Em maio, uma francesa de 38 anos foi atacada por um cachorro. As mordidas desfiguraram seu rosto de tal forma que ela não conseguia falar nem mastigar. A boca, o nariz e o queixo estavam destruídos. Uma equipe de médicos do Hospital de Amiens, no norte da França, comandada pelo cirurgião Jean-Michel Dubernard, optou por tentar um procedimento que vem sendo estudado há tempos: o transplante facial. A operação, que se limitou às regiões atingidas, envolveu a preparação psicológica da paciente. Afinal, além do ineditismo da cirurgia e de seus possíveis riscos, havia outra questão. Ela não teria de volta sua feição original. Mas recuperaria qualidade de vida. A paciente se submeteu à experiência no domingo 27. Foi o primeiro transplante do gênero no mundo. Segundo os médicos, a mulher passa bem.

O transplante facial é um procedimento delicado. Há anos os cientistas pesquisam a viabilidade dessa operação, que apresenta riscos a curto e a longo prazo. Pouco tempo após a cirurgia existe a possibilidade de formação de coágulos na rede de vasos transplantada. Num prazo mais extenso, o perigo é a rejeição do material doado. Outro problema é a reação do paciente ao rosto adquirido.

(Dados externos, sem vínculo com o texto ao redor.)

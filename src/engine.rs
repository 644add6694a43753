//! # Protocol Engine
//!
//! The engine is a single threaded state machine that handles one command at a time.
//! Each call to `Engine::step` waits briefly for bytes, and once a full frame has been
//! assembled it validates, dispatches, and answers it before returning.  A `WRIT`
//! includes the whole exchange of track data, so no new command is decoded while a
//! track is outstanding.
//!
//! Failures are never fatal.  A bad command is answered with silence and reported as
//! `Outcome::Dropped`, and the controller retries when its one second timeout expires.
//! Only a failing transport produces an `Err`, and even then the engine is ready for the
//! next call.

use std::io;
use std::sync::Arc;
use std::sync::atomic::{AtomicBool,AtomicU64,Ordering};
use std::time::{Duration,Instant};
use log::{trace,debug,warn,error};
use crate::drive::{self,SharedDriveTable};
use crate::protocol::{Command,Error,ResponseCode,FRAME_LEN,NO_DRIVE,STAT,WRIT,WSTA,tag_str};
use crate::protocol::frame::Frame;
use crate::track;
use crate::transport::{self,Transport};

const ERROR_BACKOFF: Duration = Duration::from_millis(100);

/// Timing and size parameters of the engine.
#[derive(Debug,Clone,PartialEq)]
pub struct Config {
    /// number of drive slots
    pub drives: usize,
    /// how long each step waits for command bytes
    pub poll: Duration,
    /// a partial command is discarded this long after its first byte
    pub command_timeout: Duration,
    /// limit on receiving the track data of a `WRIT`
    pub payload_timeout: Duration,
    /// each read of `WRIT` track data waits at most this long
    pub payload_attempt: Duration,
    /// limit on sending any response
    pub write_timeout: Duration
}

impl Default for Config {
    fn default() -> Self {
        Self {
            drives: crate::DEFAULT_DRIVES,
            poll: Duration::from_millis(10),
            command_timeout: Duration::from_millis(50),
            payload_timeout: Duration::from_millis(250),
            payload_attempt: Duration::from_millis(100),
            write_timeout: Duration::from_millis(1000)
        }
    }
}

/// Session counters, for the operator only.
#[derive(Default,Debug)]
pub struct Counters {
    stat: AtomicU64,
    read: AtomicU64,
    writ: AtomicU64,
    errors: AtomicU64
}

#[derive(Default,Debug,Clone,Copy,PartialEq,Eq)]
pub struct CounterSnapshot {
    pub stat: u64,
    pub read: u64,
    pub writ: u64,
    pub errors: u64
}

impl Counters {
    fn bump(counter: &AtomicU64) {
        counter.fetch_add(1,Ordering::Relaxed);
    }
    pub fn snapshot(&self) -> CounterSnapshot {
        CounterSnapshot {
            stat: self.stat.load(Ordering::Relaxed),
            read: self.read.load(Ordering::Relaxed),
            writ: self.writ.load(Ordering::Relaxed),
            errors: self.errors.load(Ordering::Relaxed)
        }
    }
}

/// Something the server sends.  `READ` is answered with raw track data,
/// everything else with a frame.
#[derive(Debug,Clone,PartialEq,Eq)]
pub enum Reply {
    Frame(Frame),
    Track(Vec<u8>)
}

impl Reply {
    pub fn to_bytes(&self) -> Vec<u8> {
        match self {
            Self::Frame(frame) => frame.encode().to_vec(),
            Self::Track(dat) => dat.clone()
        }
    }
}

#[derive(Debug,Clone,Copy,PartialEq,Eq)]
pub enum State {
    AwaitingFrame,
    Dispatching
}

/// Result of one step of the engine
#[derive(Debug)]
pub enum Outcome {
    /// no bytes arrived
    Idle,
    /// bytes of a command are buffered, the count is given
    Partial(usize),
    /// the command was answered, `code` is the last response code sent
    Handled { command: Command, code: ResponseCode },
    /// the command was ignored, nothing was sent
    Dropped(Error)
}

enum Fault {
    Drop(Error),
    Io(io::Error)
}

impl From<Error> for Fault {
    fn from(e: Error) -> Self {
        Self::Drop(e)
    }
}

impl From<io::Error> for Fault {
    fn from(e: io::Error) -> Self {
        Self::Io(e)
    }
}

pub struct Engine<T: Transport> {
    transport: T,
    drives: SharedDriveTable,
    config: Config,
    counters: Arc<Counters>,
    state: State,
    cmd_buf: [u8;FRAME_LEN],
    cmd_idx: usize,
    frame_start: Option<Instant>
}

impl<T: Transport> Engine<T> {
    pub fn new(transport: T,drives: SharedDriveTable,config: Config) -> Self {
        Self {
            transport,
            drives,
            config,
            counters: Arc::new(Counters::default()),
            state: State::AwaitingFrame,
            cmd_buf: [0;FRAME_LEN],
            cmd_idx: 0,
            frame_start: None
        }
    }
    pub fn transport(&self) -> &T {
        &self.transport
    }
    pub fn transport_mut(&mut self) -> &mut T {
        &mut self.transport
    }
    pub fn drives(&self) -> SharedDriveTable {
        Arc::clone(&self.drives)
    }
    pub fn config(&self) -> &Config {
        &self.config
    }
    pub fn counters(&self) -> Arc<Counters> {
        Arc::clone(&self.counters)
    }
    pub fn state(&self) -> State {
        self.state
    }
    /// count of command bytes waiting for the rest of their frame
    pub fn buffered(&self) -> usize {
        self.cmd_idx
    }
    fn reset(&mut self) {
        self.cmd_idx = 0;
        self.frame_start = None;
        self.state = State::AwaitingFrame;
    }
    fn frame_expired(&self,now: Instant) -> bool {
        match self.frame_start {
            Some(start) => now.duration_since(start) >= self.config.command_timeout,
            None => false
        }
    }
    fn dropped(&self,e: Error) -> Outcome {
        warn!("{}",e);
        Counters::bump(&self.counters.errors);
        Outcome::Dropped(e)
    }
    fn send(&mut self,reply: Reply) -> io::Result<()> {
        let dat = reply.to_bytes();
        trace!("send {} bytes\n{}",dat.len(),crate::hex_rows(&dat));
        let deadline = Instant::now() + self.config.write_timeout;
        transport::write_all(&mut self.transport,&dat,deadline)
    }
    /// Wait up to the poll interval for command bytes, and handle the command if a frame
    /// is complete.  An expired partial frame is discarded.
    pub fn step(&mut self) -> io::Result<Outcome> {
        if !self.transport.is_open() {
            self.reset();
            return Ok(Outcome::Idle);
        }
        let deadline = Instant::now() + self.config.poll;
        let chunk = match self.transport.read(FRAME_LEN - self.cmd_idx,deadline) {
            Ok(chunk) => chunk,
            Err(e) => {
                self.reset();
                Counters::bump(&self.counters.errors);
                return Err(e);
            }
        };
        let now = Instant::now();
        let mut expired = None;
        if self.cmd_idx > 0 && self.frame_expired(now) {
            expired = Some(Error::PartialFrame(self.cmd_idx));
            self.reset();
        }
        if !chunk.is_empty() {
            trace!("received {} bytes at index {}",chunk.len(),self.cmd_idx);
            if self.cmd_idx == 0 {
                self.frame_start = Some(now);
            }
            let count = chunk.len().min(FRAME_LEN - self.cmd_idx);
            self.cmd_buf[self.cmd_idx..self.cmd_idx+count].copy_from_slice(&chunk[0..count]);
            self.cmd_idx += count;
        }
        if let Some(e) = expired {
            return Ok(self.dropped(e));
        }
        if self.cmd_idx == 0 {
            return Ok(Outcome::Idle);
        }
        if self.cmd_idx < FRAME_LEN {
            return Ok(Outcome::Partial(self.cmd_idx));
        }
        let frame = Frame::decode(&self.cmd_buf);
        self.reset();
        self.state = State::Dispatching;
        let ans = self.dispatch(frame);
        self.state = State::AwaitingFrame;
        match ans {
            Ok(outcome) => Ok(outcome),
            Err(Fault::Drop(e)) => Ok(self.dropped(e)),
            Err(Fault::Io(e)) => {
                Counters::bump(&self.counters.errors);
                Err(e)
            }
        }
    }
    /// Step until `stop` is set.  Transport failures are logged and retried.
    pub fn run(&mut self,stop: &AtomicBool) {
        while !stop.load(Ordering::Relaxed) {
            if !self.transport.is_open() {
                std::thread::sleep(self.config.poll);
                continue;
            }
            if let Err(e) = self.step() {
                error!("transport failure: {}",e);
                std::thread::sleep(ERROR_BACKOFF);
            }
        }
    }
    fn dispatch(&mut self,frame: Frame) -> Result<Outcome,Fault> {
        trace!("command frame\n{}",crate::hex_rows(&frame.encode()));
        if !frame.is_valid() {
            return Err(Error::FrameChecksum { calc: frame.calc_checksum(), recv: frame.checksum }.into());
        }
        let command = Command::parse(&frame)?;
        debug!("{}",command);
        match command {
            Command::Stat { drive, head_loaded, track } => self.stat(command,drive,head_loaded,track),
            Command::Read { drive, track, len } => self.read(command,drive,track,len),
            Command::Write { drive, track, len } => self.write(command,&frame,drive,track,len)
        }
    }
    fn stat(&mut self,command: Command,drive: u8,head_loaded: bool,track: u16) -> Result<Outcome,Fault> {
        Counters::bump(&self.counters.stat);
        let mask = {
            let mut drives = drive::lock(&self.drives);
            let idx = drive as usize;
            if drive != NO_DRIVE && drives.contains(idx) {
                drives.select(idx,head_loaded).map_err(|_| Error::InvalidDriveIndex(idx))?;
                if let Some(d) = drives.get_mut(idx) {
                    d.set_track(track);
                }
            } else if drive != NO_DRIVE {
                debug!("STAT selection of drive {} ignored, {} drives",idx,drives.count());
            }
            drives.mounted_mask()
        };
        self.send(Reply::Frame(Frame::response(STAT,ResponseCode::Ok,mask)))?;
        debug!("{} response code={} data={:04X}",tag_str(&STAT),ResponseCode::Ok,mask);
        Ok(Outcome::Handled { command, code: ResponseCode::Ok })
    }
    fn read(&mut self,command: Command,drive: usize,track: u16,len: u16) -> Result<Outcome,Fault> {
        Counters::bump(&self.counters.read);
        let dat = {
            let mut drives = drive::lock(&self.drives);
            if !drives.contains(drive) {
                return Err(Error::InvalidDriveIndex(drive).into());
            }
            drives.select(drive,true).map_err(|_| Error::InvalidDriveIndex(drive))?;
            let d = drives.get_mut(drive).ok_or(Error::InvalidDriveIndex(drive))?;
            track::check_request(d,drive,track,len)?;
            d.set_track(track);
            track::read_track(d,drive,track,len)?
        };
        self.send(Reply::Track(dat))?;
        debug!("READ response {} bytes + checksum",len);
        Ok(Outcome::Handled { command, code: ResponseCode::Ok })
    }
    fn write(&mut self,command: Command,frame: &Frame,drive: usize,track: u16,len: u16) -> Result<Outcome,Fault> {
        Counters::bump(&self.counters.writ);
        let ready = {
            let mut drives = drive::lock(&self.drives);
            if !drives.contains(drive) {
                return Err(Error::InvalidDriveIndex(drive).into());
            }
            drives.select(drive,true).map_err(|_| Error::InvalidDriveIndex(drive))?;
            let d = drives.get_mut(drive).ok_or(Error::InvalidDriveIndex(drive))?;
            match track::check_request(d,drive,track,len) {
                Ok(()) => {
                    d.set_track(track);
                    ResponseCode::Ok
                },
                Err(e) => {
                    warn!("WRIT refused: {}",e);
                    e.response_code()
                }
            }
        };
        self.send(Reply::Frame(Frame::response(WRIT,ready,frame.param2)))?;
        debug!("WRIT response code={}",ready);
        if ready != ResponseCode::Ok {
            Counters::bump(&self.counters.errors);
            return Ok(Outcome::Handled { command, code: ready });
        }
        let want = len as usize + 2;
        let deadline = Instant::now() + self.config.payload_timeout;
        let block = transport::read_block(&mut self.transport,want,self.config.payload_attempt,deadline)?;
        debug!("WRIT received {} of {} bytes",block.len(),want);
        let result = {
            let mut drives = drive::lock(&self.drives);
            match drives.get_mut(drive) {
                Some(d) => track::write_track(d,drive,track,len,&block),
                None => Err(Error::InvalidDriveIndex(drive))
            }
        };
        let status = match result {
            Ok(()) => ResponseCode::Ok,
            Err(e) => {
                warn!("WRIT failed: {}",e);
                Counters::bump(&self.counters.errors);
                match e.response_code() {
                    ResponseCode::ChecksumError => ResponseCode::ChecksumError,
                    _ => ResponseCode::WriteError
                }
            }
        };
        self.send(Reply::Frame(Frame::response(WSTA,status,frame.param2)))?;
        debug!("{} response code={}",tag_str(&WSTA),status);
        Ok(Outcome::Handled { command, code: status })
    }
}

Isso porque é difícil estimar como ficará a face da pessoa depois de tudo. No caso da paciente francesa, já se informou que ela está com um aspecto “híbrido”. Nem com os traços anteriores ao ataque, nem com a aparência do doador. Detalhes não foram revelados. Numa nota, Dubernard avisou que o transplante aparentava normalidade.

Dubernard tem experiência em procedimentos complexos. Em 1998 ele liderou um time internacional de médicos que operou um neozelandês que havia perdido a mão direita num acidente. O paciente, no entanto, não suportou conviver com o membro doado e a obrigação de tomar remédios anti-rejeição e pediu para voltar a ser como era. Questões como essas preocupam os cientistas. Mas eles estão dispostos a experimentar. Em setembro, médicos de Cleveland, nos EUA, começaram a buscar candidatos para um transplante facial. De imediato afirmaram que os escolhidos seriam aqueles com o rosto realmente desfigurado. Nada de pessoas com pequenas cicatrizes. Os selecionados também deverão ter a pele saudável para que os cirurgiões possam remover parte dela e implantá-la nas áreas afetadas, caso o transplante não dê certo.

É por causa da chance de fracasso que os cirurgiões plásticos receberam a notícia com cautela. “É um progresso do ponto de vista científico, mas ainda será preciso avançar muito mais até que a técnica tenha o seu lugar na prática médica”, ressalva a cirurgiã Vera Cardim, diretora-geral da Sociedade Brasileira de Cirurgia Plástica. Além disso, de acordo com a médica, o procedimento disponível hoje para tratar faces desfiguradas – reconstruir os locais afetados com material retirado de outras partes do próprio corpo – é eficaz, em geral, e não tem o risco de rejeição.